About this task | Only certain lines below are wanted: those starting at the line containing "for scan reading." and ending at the line containing "JSON scan dump", both included, each retyped exactly.

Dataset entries
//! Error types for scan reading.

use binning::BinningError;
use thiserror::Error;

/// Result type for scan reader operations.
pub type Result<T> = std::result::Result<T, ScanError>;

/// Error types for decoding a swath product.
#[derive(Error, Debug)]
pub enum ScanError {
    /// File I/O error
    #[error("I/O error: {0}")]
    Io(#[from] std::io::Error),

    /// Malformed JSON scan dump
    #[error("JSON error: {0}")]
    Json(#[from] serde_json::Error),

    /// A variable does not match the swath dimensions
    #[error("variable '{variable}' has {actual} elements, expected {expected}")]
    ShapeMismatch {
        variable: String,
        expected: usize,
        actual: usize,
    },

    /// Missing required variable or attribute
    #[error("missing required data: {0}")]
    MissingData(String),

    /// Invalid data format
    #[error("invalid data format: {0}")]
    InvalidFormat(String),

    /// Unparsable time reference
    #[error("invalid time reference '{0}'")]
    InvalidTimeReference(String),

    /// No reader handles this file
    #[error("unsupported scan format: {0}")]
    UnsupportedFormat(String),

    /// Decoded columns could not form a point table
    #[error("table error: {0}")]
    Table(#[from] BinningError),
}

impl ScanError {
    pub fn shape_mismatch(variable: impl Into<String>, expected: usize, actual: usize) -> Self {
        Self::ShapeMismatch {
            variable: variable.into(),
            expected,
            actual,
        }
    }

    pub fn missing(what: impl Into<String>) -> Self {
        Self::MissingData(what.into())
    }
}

* * *

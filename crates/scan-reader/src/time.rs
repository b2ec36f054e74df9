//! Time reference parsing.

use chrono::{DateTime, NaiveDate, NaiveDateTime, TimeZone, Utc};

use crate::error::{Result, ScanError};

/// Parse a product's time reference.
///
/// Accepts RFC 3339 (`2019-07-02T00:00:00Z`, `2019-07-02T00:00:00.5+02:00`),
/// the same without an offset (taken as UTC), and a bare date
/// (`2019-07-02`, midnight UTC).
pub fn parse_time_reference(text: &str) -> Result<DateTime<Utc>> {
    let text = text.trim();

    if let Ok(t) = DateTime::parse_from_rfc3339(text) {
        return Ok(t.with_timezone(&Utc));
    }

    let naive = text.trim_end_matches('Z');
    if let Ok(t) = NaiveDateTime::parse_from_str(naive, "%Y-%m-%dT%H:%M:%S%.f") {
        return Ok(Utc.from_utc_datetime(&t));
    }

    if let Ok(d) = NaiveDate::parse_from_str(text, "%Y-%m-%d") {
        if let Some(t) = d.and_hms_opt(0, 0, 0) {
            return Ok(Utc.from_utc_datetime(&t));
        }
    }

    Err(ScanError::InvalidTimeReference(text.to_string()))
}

Task answer |
//! Error types for scan reading.

use binning::BinningError;
use thiserror::Error;

/// Result type for scan reader operations.
pub type Result<T> = std::result::Result<T, ScanError>;

/// Error types for decoding a swath product.
#[derive(Error, Debug)]
pub enum ScanError {
    /// File I/O error
    #[error("I/O error: {0}")]
    Io(#[from] std::io::Error),

    /// Malformed JSON scan dump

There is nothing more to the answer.